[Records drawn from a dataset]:
== Segment start ==

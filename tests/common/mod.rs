//! Shared helpers for integration tests.

#![allow(dead_code)]

use std::net::SocketAddr;

use portico::{Error, Gateway, GatewayConfig, Handler};
use tokio::task::JoinHandle;
use tokio_util::sync::CancellationToken;

/// Loopback, ephemeral port, no OS signal handling.
pub fn config() -> GatewayConfig {
    GatewayConfig::new().with_addr("127.0.0.1:0").with_signals(false)
}

pub fn init_tracing() {
    let _ = tracing_subscriber::fmt()
        .with_env_filter(tracing_subscriber::EnvFilter::from_default_env())
        .with_test_writer()
        .try_init();
}

/// A gateway running on a background task.
pub struct Running {
    pub gateway: Gateway,
    pub cancel: CancellationToken,
    pub addr: SocketAddr,
    pub task: JoinHandle<Result<(), Error>>,
}

impl Running {
    pub fn url(&self, path: &str) -> String {
        format!("http://{}{}", self.addr, path)
    }
}

/// Starts `gateway` and waits until it is accepting connections.
pub async fn spawn(gateway: Gateway, config: GatewayConfig, terminal: impl Handler) -> Running {
    init_tracing();
    let cancel = CancellationToken::new();
    let task = tokio::spawn({
        let (gateway, cancel) = (gateway.clone(), cancel.clone());
        async move { gateway.start(cancel, config, terminal).await }
    });
    let addr = gateway.serving().await.expect("gateway did not reach Serving");
    Running { gateway, cancel, addr, task }
}
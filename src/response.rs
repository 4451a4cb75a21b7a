//! Outgoing HTTP response type and the [`IntoResponse`] conversion trait.
//!
//! Handlers and capabilities build a [`Response`] and return it. The gateway
//! converts it into a hyper response at the edge of the connection task.

use bytes::Bytes;
use http::header::CONTENT_TYPE;
use http::{HeaderMap, HeaderName, HeaderValue, StatusCode};
use http_body_util::Full;

const TEXT_PLAIN: &str = "text/plain; charset=utf-8";

// ── Response ─────────────────────────────────────────────────────────────────

/// An outgoing HTTP response.
///
/// ```rust
/// use http::{HeaderValue, StatusCode, header};
/// use portico::Response;
///
/// Response::text("hello");
/// Response::status(StatusCode::NO_CONTENT);
///
/// Response::builder()
///     .status(StatusCode::UNAUTHORIZED)
///     .header(header::WWW_AUTHENTICATE, HeaderValue::from_static("Bearer"))
///     .text("unauthorized");
/// ```
pub struct Response {
    status: StatusCode,
    headers: HeaderMap,
    body: Bytes,
}

impl Response {
    /// `200 OK` with a `text/plain; charset=utf-8` body.
    pub fn text(body: impl Into<String>) -> Self {
        Self::builder().text(body)
    }

    /// Response with no body.
    pub fn status(code: StatusCode) -> Self {
        Self { status: code, headers: HeaderMap::new(), body: Bytes::new() }
    }

    /// Builder for responses that need a custom status or extra headers.
    pub fn builder() -> ResponseBuilder {
        ResponseBuilder { status: StatusCode::OK, headers: HeaderMap::new() }
    }

    /// Wraps a response produced elsewhere, typically by a backend round-trip.
    pub fn from_http(res: http::Response<Bytes>) -> Self {
        let (parts, body) = res.into_parts();
        Self { status: parts.status, headers: parts.headers, body }
    }

    pub fn status_code(&self) -> StatusCode { self.status }
    pub fn headers(&self) -> &HeaderMap { &self.headers }
    pub fn headers_mut(&mut self) -> &mut HeaderMap { &mut self.headers }
    pub fn body(&self) -> &Bytes { &self.body }

    pub(crate) fn into_inner(self) -> http::Response<Full<Bytes>> {
        let mut res = http::Response::new(Full::new(self.body));
        *res.status_mut() = self.status;
        *res.headers_mut() = self.headers;
        res
    }
}

// ── ResponseBuilder ───────────────────────────────────────────────────────────

/// Fluent builder for [`Response`]. Defaults to `200 OK`.
pub struct ResponseBuilder {
    status: StatusCode,
    headers: HeaderMap,
}

impl ResponseBuilder {
    pub fn status(mut self, code: StatusCode) -> Self {
        self.status = code;
        self
    }

    pub fn header(mut self, name: HeaderName, value: HeaderValue) -> Self {
        self.headers.append(name, value);
        self
    }

    /// Terminate with a plain-text body.
    pub fn text(self, body: impl Into<String>) -> Response {
        let body: String = body.into();
        self.bytes(HeaderValue::from_static(TEXT_PLAIN), body)
    }

    /// Terminate with a body of the given content type.
    pub fn bytes(mut self, content_type: HeaderValue, body: impl Into<Bytes>) -> Response {
        self.headers.insert(CONTENT_TYPE, content_type);
        Response { status: self.status, headers: self.headers, body: body.into() }
    }

    pub fn no_body(self) -> Response {
        Response { status: self.status, headers: self.headers, body: Bytes::new() }
    }
}

// ── IntoResponse ──────────────────────────────────────────────────────────────

/// Conversion into an HTTP [`Response`].
///
/// Implemented for the handful of types a handler typically returns.
pub trait IntoResponse {
    fn into_response(self) -> Response;
}

impl IntoResponse for Response {
    fn into_response(self) -> Response { self }
}

impl IntoResponse for &'static str {
    fn into_response(self) -> Response { Response::text(self) }
}

impl IntoResponse for String {
    fn into_response(self) -> Response { Response::text(self) }
}

/// Return a bare status directly from a handler: `return StatusCode::FORBIDDEN`
impl IntoResponse for StatusCode {
    fn into_response(self) -> Response { Response::status(self) }
}

impl IntoResponse for (StatusCode, &'static str) {
    fn into_response(self) -> Response {
        Response::builder().status(self.0).text(self.1)
    }
}

#[cfg(test)]
mod tests {
    use super::*;

    #[test]
    fn text_sets_content_type() {
        let res = Response::text("ok").into_inner();
        assert_eq!(res.status(), StatusCode::OK);
        assert_eq!(res.headers()[CONTENT_TYPE], TEXT_PLAIN);
    }

    #[test]
    fn builder_keeps_status_and_headers() {
        let res = Response::builder()
            .status(StatusCode::UNAUTHORIZED)
            .header(http::header::WWW_AUTHENTICATE, HeaderValue::from_static("Bearer"))
            .no_body();
        assert_eq!(res.status_code(), StatusCode::UNAUTHORIZED);
        assert_eq!(res.headers()[http::header::WWW_AUTHENTICATE], "Bearer");
        assert!(res.body().is_empty());
    }

    #[test]
    fn tuple_into_response() {
        let res = (StatusCode::BAD_GATEWAY, "upstream unavailable").into_response();
        assert_eq!(res.status_code(), StatusCode::BAD_GATEWAY);
        assert_eq!(res.body().as_ref(), b"upstream unavailable");
    }
}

== Segment end ==

[TO DO]:
Repeat, exactly as they stand above, the lines from the line with "let res = Response::builder()" to the line with "assert_eq!(res.status_code(), StatusCode::UNAUTHORIZED);", both lines included.

[OUTPUT FOR THIS TASK]:
        let res = Response::builder()
            .status(StatusCode::UNAUTHORIZED)
            .header(http::header::WWW_AUTHENTICATE, HeaderValue::from_static("Bearer"))
            .no_body();
        assert_eq!(res.status_code(), StatusCode::UNAUTHORIZED);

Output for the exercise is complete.